Rethinking Data and Feature Engineering
Project description
mloda: Make data and feature engineering shareable
⚠️ Early Version Notice: mloda is in active development. Some features described below are still being implemented. We're actively seeking feedback to shape the future of the framework. Share your thoughts!
🍳 Think of mloda Like Cooking Recipes
Traditional Data Pipelines = Making everything from scratch
- Want pasta? Make noodles, sauce, cheese from raw ingredients
- Want pizza? Start over - make dough, sauce, cheese again
- Want lasagna? Repeat everything once more
- Can't share recipes easily - they're mixed with your kitchen setup
mloda = Using recipe components
- Create reusable recipes: "tomato sauce", "pasta dough", "cheese blend"
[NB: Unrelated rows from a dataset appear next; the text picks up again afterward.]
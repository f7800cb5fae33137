//! Externally hosted scoring endpoints

use crate::error::ValidationError;
use crate::map::insert_unique;
use crate::types::{ModelEndpointStatus, ModelInputDataFormat, ModelOutputDataFormat, ModelSource};
use crate::validation::{
    check_identifier, check_length, check_pattern, check_text, reject, Pattern, Validate,
};
use serde::{Deserialize, Serialize};
use std::collections::BTreeMap;

/// IAM role the service assumes to invoke an endpoint
#[derive(Debug, Clone, PartialEq, Eq, Hash, Serialize, Deserialize)]
#[serde(rename_all = "camelCase")]
pub struct Role {
    pub arn: String,
    pub name: String,
}

impl Role {
    pub fn new(arn: impl Into<String>, name: impl Into<String>) -> Self {
        Self {
            arn: arn.into(),
            name: name.into(),
        }
    }
}

impl Validate for Role {
    fn validate(&self) -> Result<(), ValidationError> {
        check_pattern("role.arn", &self.arn, Pattern::RoleArn)?;
        check_text("role.name", &self.name, 1, 64)
    }
}

/// How the service builds the request body sent to an external endpoint
///
/// A non-opaque configuration carries exactly one template, the one that
/// matches its format.
#[derive(Debug, Clone, PartialEq, Eq, Hash, Default, Serialize, Deserialize)]
#[serde(rename_all = "camelCase")]
pub struct ModelInputConfiguration {
    #[serde(default, skip_serializing_if = "Option::is_none")]
    pub format: Option<ModelInputDataFormat>,

    /// Pass the event through unchanged instead of rendering a template
    #[serde(default)]
    pub is_opaque: bool,

    #[serde(default, skip_serializing_if = "Option::is_none")]
    pub json_input_template: Option<String>,

    #[serde(default, skip_serializing_if = "Option::is_none")]
    pub csv_input_template: Option<String>,
}

impl ModelInputConfiguration {
    /// Opaque passthrough of the event payload
    pub fn opaque() -> Self {
        Self {
            is_opaque: true,
            ..Self::default()
        }
    }

    /// JSON body rendered from a template such as `{"amount": "{{amount}}"}`
    pub fn json(template: impl Into<String>) -> Self {
        Self {
            format: Some(ModelInputDataFormat::ApplicationJson),
            json_input_template: Some(template.into()),
            ..Self::default()
        }
    }

    /// CSV body rendered from a template such as `{{amount}},{{currency}}`
    pub fn csv(template: impl Into<String>) -> Self {
        Self {
            format: Some(ModelInputDataFormat::TextCsv),
            csv_input_template: Some(template.into()),
            ..Self::default()
        }
    }
}

fn unexpected(field: &str, reason: &str) -> ValidationError {
    ValidationError::UnexpectedField {
        field: field.to_string(),
        reason: reason.to_string(),
    }
}

impl Validate for ModelInputConfiguration {
    fn validate(&self) -> Result<(), ValidationError> {
        if self.is_opaque {
            if self.json_input_template.is_some() {
                return reject(unexpected("jsonInputTemplate", "opaque input takes no template"));
            }
            if self.csv_input_template.is_some() {
                return reject(unexpected("csvInputTemplate", "opaque input takes no template"));
            }
            return Ok(());
        }

        let (wanted, wanted_name, other, other_name) = match self.format {
            Some(ModelInputDataFormat::ApplicationJson) => (
                &self.json_input_template,
                "jsonInputTemplate",
                &self.csv_input_template,
                "csvInputTemplate",
            ),
            Some(ModelInputDataFormat::TextCsv) => (
                &self.csv_input_template,
                "csvInputTemplate",
                &self.json_input_template,
                "jsonInputTemplate",
            ),
            None => {
                return reject(ValidationError::MissingField {
                    field: "inputConfiguration.format".to_string(),
                })
            }
        };

        if other.is_some() {
            return reject(unexpected(other_name, "template does not match the input format"));
        }
        match wanted {
            Some(template) => check_text(wanted_name, template, 1, 2048),
            None => reject(ValidationError::MissingField {
                field: wanted_name.to_string(),
            }),
        }
    }
}

/// How the service reads scores out of an external endpoint's response
#[derive(Debug, Clone, PartialEq, Eq, Hash, Serialize, Deserialize)]
#[serde(rename_all = "camelCase")]
pub struct ModelOutputConfiguration {
    pub format: ModelOutputDataFormat,

    /// JSON key in the response → variable name
    #[serde(
        default,
        deserialize_with = "crate::map::deserialize_unique",
        skip_serializing_if = "BTreeMap::is_empty"
    )]
    pub json_key_to_variable_map: BTreeMap<String, String>,

    /// CSV column index (as a string) → variable name
    #[serde(
        default,
        deserialize_with = "crate::map::deserialize_unique",
        skip_serializing_if = "BTreeMap::is_empty"
    )]
    pub csv_index_to_variable_map: BTreeMap<String, String>,
}

impl ModelOutputConfiguration {
    pub fn new(format: ModelOutputDataFormat) -> Self {
        Self {
            format,
            json_key_to_variable_map: BTreeMap::new(),
            csv_index_to_variable_map: BTreeMap::new(),
        }
    }

    pub fn map_json_key(
        mut self,
        key: impl Into<String>,
        variable: impl Into<String>,
    ) -> Result<Self, ValidationError> {
        insert_unique(
            &mut self.json_key_to_variable_map,
            "jsonKeyToVariableMap",
            key,
            variable.into(),
        )?;
        Ok(self)
    }

    pub fn map_csv_index(mut self, index: u32, variable: impl Into<String>) -> Result<Self, ValidationError> {
        insert_unique(
            &mut self.csv_index_to_variable_map,
            "csvIndexToVariableMap",
            index.to_string(),
            variable.into(),
        )?;
        Ok(self)
    }
}

impl Validate for ModelOutputConfiguration {
    fn validate(&self) -> Result<(), ValidationError> {
        match self.format {
            ModelOutputDataFormat::ApplicationJsonlines => {
                check_length("jsonKeyToVariableMap", self.json_key_to_variable_map.len(), 1, usize::MAX)?;
                if !self.csv_index_to_variable_map.is_empty() {
                    return reject(unexpected(
                        "csvIndexToVariableMap",
                        "mapping does not match the output format",
                    ));
                }
                for variable in self.json_key_to_variable_map.values() {
                    check_identifier("jsonKeyToVariableMap.value", variable)?;
                }
            }
            ModelOutputDataFormat::TextCsv => {
                check_length("csvIndexToVariableMap", self.csv_index_to_variable_map.len(), 1, usize::MAX)?;
                if !self.json_key_to_variable_map.is_empty() {
                    return reject(unexpected(
                        "jsonKeyToVariableMap",
                        "mapping does not match the output format",
                    ));
                }
                for (index, variable) in &self.csv_index_to_variable_map {
                    check_pattern("csvIndexToVariableMap.key", index, Pattern::CsvIndex)?;
                    check_identifier("csvIndexToVariableMap.value", variable)?;
                }
            }
        }
        Ok(())
    }
}

/// Raw payload forwarded to an external endpoint during prediction
#[derive(Debug, Clone, PartialEq, Eq, Hash, Serialize, Deserialize)]
#[serde(rename_all = "camelCase")]
pub struct ModelEndpointDataBlob {
    #[serde(with = "crate::encoding::base64_bytes")]
    pub byte_buffer: Vec<u8>,

    #[serde(default, skip_serializing_if = "Option::is_none")]
    pub content_type: Option<String>,
}

impl ModelEndpointDataBlob {
    pub fn new(byte_buffer: impl Into<Vec<u8>>) -> Self {
        Self {
            byte_buffer: byte_buffer.into(),
            content_type: None,
        }
    }

    pub fn with_content_type(mut self, content_type: impl Into<String>) -> Self {
        self.content_type = Some(content_type.into());
        self
    }
}

impl Validate for ModelEndpointDataBlob {
    fn validate(&self) -> Result<(), ValidationError> {
        match &self.content_type {
            Some(content_type) => check_text("contentType", content_type, 1, 1024),
            None => Ok(()),
        }
    }
}

/// An externally hosted scoring endpoint, as returned by `GetExternalModels`
#[derive(Debug, Clone, PartialEq, Eq, Hash, Default, Serialize, Deserialize)]
#[serde(rename_all = "camelCase")]
pub struct ExternalModel {
    #[serde(default, skip_serializing_if = "Option::is_none")]
    pub model_endpoint: Option<String>,

    #[serde(default, skip_serializing_if = "Option::is_none")]
    pub model_source: Option<ModelSource>,

    #[serde(default, skip_serializing_if = "Option::is_none")]
    pub role: Option<Role>,

    #[serde(default, skip_serializing_if = "Option::is_none")]
    pub input_configuration: Option<ModelInputConfiguration>,

    #[serde(default, skip_serializing_if = "Option::is_none")]
    pub output_configuration: Option<ModelOutputConfiguration>,

    #[serde(default, skip_serializing_if = "Option::is_none")]
    pub model_endpoint_status: Option<ModelEndpointStatus>,

    #[serde(default, skip_serializing_if = "Option::is_none")]
    pub last_updated_time: Option<String>,

    #[serde(default, skip_serializing_if = "Option::is_none")]
    pub created_time: Option<String>,
}

impl ExternalModel {
    pub fn is_associated(&self) -> bool {
        self.model_endpoint_status == Some(ModelEndpointStatus::Associated)
    }
}
//! Unit tests for the Fraud Detector data model
//!
//! Tests identifiers, vocabularies, wire shapes and value equality

use frauddetector_core::map::insert_unique;
use frauddetector_core::model::*;
use frauddetector_core::types::*;
use frauddetector_core::validation::{check_identifier, Validate};
use frauddetector_core::ValidationError;
use std::collections::hash_map::DefaultHasher;
use std::collections::BTreeMap;
use std::hash::{Hash, Hasher};

fn hash_of<T: Hash>(value: &T) -> u64 {
    let mut hasher = DefaultHasher::new();
    value.hash(&mut hasher);
    hasher.finish()
}

// =============================================================================
// Identifier Tests
// =============================================================================

#[test]
fn test_identifier_fields_reject_malformed_values() {
    let long = "a".repeat(65);
    let rejected = ["", "Fraud", "fraud detector", "fraud/1", "fraud.1", "ünïcode", long.as_str()];
    for value in rejected {
        let err = check_identifier("detectorId", value).unwrap_err();
        assert!(
            matches!(err, ValidationError::InvalidIdentifier { .. }),
            "{value:?} should be rejected"
        );
    }

    let accepted = ["fraud1", "high-amount", "_", "-", "0", "abc_def-123"];
    for value in accepted {
        assert!(check_identifier("detectorId", value).is_ok(), "{value:?} should be accepted");
    }
}

#[test]
fn test_rule_reference_checks_each_identifier() {
    let cases = [
        (Rule::new("Fraud1", "r", "1"), "detectorId"),
        (Rule::new("fraud1", "", "1"), "ruleId"),
        (Rule::new("fraud1", "r", "v1"), "ruleVersion"),
    ];
    for (rule, field) in cases {
        assert_eq!(rule.validate().unwrap_err().field(), field);
    }
}

// =============================================================================
// Vocabulary Tests
// =============================================================================

#[test]
fn test_vocabularies_accept_only_documented_literals() {
    assert_eq!(DetectorVersionStatus::allowed_values(), "DRAFT, ACTIVE, INACTIVE");
    assert_eq!(DataSource::allowed_values(), "EVENT, MODEL_SCORE, EXTERNAL_MODEL_SCORE");
    assert_eq!(ModelEndpointStatus::allowed_values(), "ASSOCIATED, DISSOCIATED");
    assert_eq!(Language::allowed_values(), "DETECTORPL");
    assert_eq!(ModelSource::allowed_values(), "SAGEMAKER");
    assert_eq!(TrainingDataSourceEnum::allowed_values(), "EXTERNAL_EVENTS");

    for literal in ["draft", "Active", "DELETED", ""] {
        assert!(literal.parse::<DetectorVersionStatus>().is_err());
    }
    for literal in ["FIRST_MATCH", "ALL", "all_matched"] {
        assert!(literal.parse::<RuleExecutionMode>().is_err());
    }
}

#[test]
fn test_every_variant_round_trips_through_its_literal() {
    for status in ModelVersionStatus::ALL {
        let json = serde_json::to_string(status).unwrap();
        assert_eq!(json, format!("\"{}\"", status.as_str()));
        let back: ModelVersionStatus = serde_json::from_str(&json).unwrap();
        assert_eq!(back, *status);
    }
    for format in ModelInputDataFormat::ALL {
        assert_eq!(format.as_str().parse::<ModelInputDataFormat>().unwrap(), *format);
    }
}

// =============================================================================
// Value Object Tests
// =============================================================================

fn sample_model_version_detail() -> ModelVersionDetail {
    let mut training_metrics = BTreeMap::new();
    training_metrics.insert("auc".to_string(), "0.93".to_string());

    ModelVersionDetail {
        model_id: Some("onlinefraud".to_string()),
        model_type: Some(ModelTypeEnum::OnlineFraudInsights),
        model_version_number: Some("1.0".to_string()),
        description: Some("first training run".to_string()),
        status: Some(ModelVersionStatus::TrainingComplete),
        training_data_source: Some(TrainingDataSource::new(
            "s3://fraud-training/events.csv",
            "arn:aws:iam::123456789012:role/FraudDetectorTraining",
        )),
        model_variables: vec![
            ModelVariable::new("amount").with_index(0),
            ModelVariable::new("email_address").with_index(1),
        ],
        label_schema: Some(
            LabelSchema::new("is_fraud")
                .add_label_mapping("FRAUD", ["1"])
                .unwrap()
                .add_label_mapping("LEGIT", ["0"])
                .unwrap(),
        ),
        validation_metrics: BTreeMap::new(),
        training_metrics,
        last_updated_time: Some("2020-06-01T12:00:00Z".to_string()),
        created_time: Some("2020-06-01T10:00:00Z".to_string()),
    }
}

#[test]
fn test_model_version_detail_wire_round_trip() -> anyhow::Result<()> {
    let detail = sample_model_version_detail();
    let json = serde_json::to_string(&detail)?;
    let back: ModelVersionDetail = serde_json::from_str(&json)?;
    assert_eq!(back, detail);
    assert_eq!(
        detail.model_version(),
        Some(ModelVersion::new("onlinefraud", ModelTypeEnum::OnlineFraudInsights, "1.0"))
    );
    Ok(())
}

#[test]
fn test_external_model_wire_round_trip() {
    let model = ExternalModel {
        model_endpoint: Some("sagemaker-fraud-xgb".to_string()),
        model_source: Some(ModelSource::Sagemaker),
        role: Some(Role::new(
            "arn:aws:iam::123456789012:role/FraudDetectorInvoke",
            "FraudDetectorInvoke",
        )),
        input_configuration: Some(ModelInputConfiguration::csv("{{amount}},{{currency}}")),
        output_configuration: Some(
            ModelOutputConfiguration::new(ModelOutputDataFormat::TextCsv)
                .map_csv_index(0, "xgb_score")
                .unwrap(),
        ),
        model_endpoint_status: Some(ModelEndpointStatus::Associated),
        last_updated_time: None,
        created_time: None,
    };
    let json = serde_json::to_value(&model).unwrap();
    assert_eq!(json["modelEndpointStatus"], "ASSOCIATED");
    assert_eq!(json["inputConfiguration"]["csvInputTemplate"], "{{amount}},{{currency}}");
    assert!(json.get("createdTime").is_none());

    let back: ExternalModel = serde_json::from_value(json).unwrap();
    assert_eq!(back, model);
    assert!(back.is_associated());
}

#[test]
fn test_building_twice_gives_equal_values_and_hashes() {
    let build = || {
        ModelOutputConfiguration::new(ModelOutputDataFormat::ApplicationJsonlines)
            .map_json_key("score", "xgb_score")
            .unwrap()
            .map_json_key("label", "xgb_label")
            .unwrap()
    };
    assert_eq!(build(), build());
    assert_eq!(hash_of(&build()), hash_of(&build()));

    let a = sample_model_version_detail();
    let b = sample_model_version_detail();
    assert_eq!(a, b);
    assert_eq!(hash_of(&a), hash_of(&b));

    let v1 = VariableEntry::new("amount", DataType::Float, DataSource::Event).with_default_value("0.0");
    let v2 = VariableEntry::new("amount", DataType::Float, DataSource::Event).with_default_value("0.0");
    assert_eq!(hash_of(&v1), hash_of(&v2));
}

#[test]
fn test_map_insertion_is_order_independent() {
    let mut forward = BTreeMap::new();
    insert_unique(&mut forward, "eventAttributes", "amount", "10").unwrap();
    insert_unique(&mut forward, "eventAttributes", "currency", "USD").unwrap();

    let mut backward = BTreeMap::new();
    insert_unique(&mut backward, "eventAttributes", "currency", "USD").unwrap();
    insert_unique(&mut backward, "eventAttributes", "amount", "10").unwrap();

    assert_eq!(forward, backward);
    assert_eq!(
        serde_json::to_string(&forward).unwrap(),
        serde_json::to_string(&backward).unwrap()
    );
}

#[test]
fn test_model_scores_lookup() {
    let scores: ModelScores = serde_json::from_value(serde_json::json!({
        "modelVersion": {
            "modelId": "onlinefraud",
            "modelType": "ONLINE_FRAUD_INSIGHTS",
            "modelVersionNumber": "1.0"
        },
        "scores": {"onlinefraud_insightscore": 912.0}
    }))
    .unwrap();
    assert_eq!(scores.score("onlinefraud_insightscore"), Some(912.0));
    assert_eq!(scores.score("missing"), None);
}

#[test]
fn test_decoded_maps_reject_repeated_keys() {
    let label_schema = r#"{"labelKey": "is_fraud", "labelMapper": {"FRAUD": ["1"], "FRAUD": ["yes"]}}"#;
    assert!(serde_json::from_str::<LabelSchema>(label_schema).is_err());

    let scores = r#"{"scores": {"insightscore": 10.0, "insightscore": 900.0}}"#;
    assert!(serde_json::from_str::<ModelScores>(scores).is_err());

    let output = r#"{"format": "TEXT_CSV", "csvIndexToVariableMap": {"0": "score", "0": "other"}}"#;
    assert!(serde_json::from_str::<ModelOutputConfiguration>(output).is_err());

    let scores: ModelScores = serde_json::from_str(r#"{"scores": {"insightscore": 900.0}}"#).unwrap();
    assert_eq!(scores.score("insightscore"), Some(900.0));
}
- Use same "tomato sauce" for pasta, pizza, lasagna
- Switch kitchens (home → restaurant → food truck) - same recipes work
- Share your "tomato sauce" recipe with friends - they don't need your whole kitchen
Result: Instead of rebuilding the same thing 10 times, build once and reuse everywhere!
Installation
pip install mloda
1. The Core API Call - Your Starting Point
The One Command That Does Everything
# This is the heart of mloda. You describe what you want and mloda resolves the dependencies.
from mloda_core.api.request import mlodaAPI
result = mlodaAPI.run_all(
features=["age", "standard_scaled__weight"]
)
# That's it! You get processed data back
data = result[0]
print(data.head())
What just happened?
- mloda found your data automatically
- Applied transformations (scaling, encoding)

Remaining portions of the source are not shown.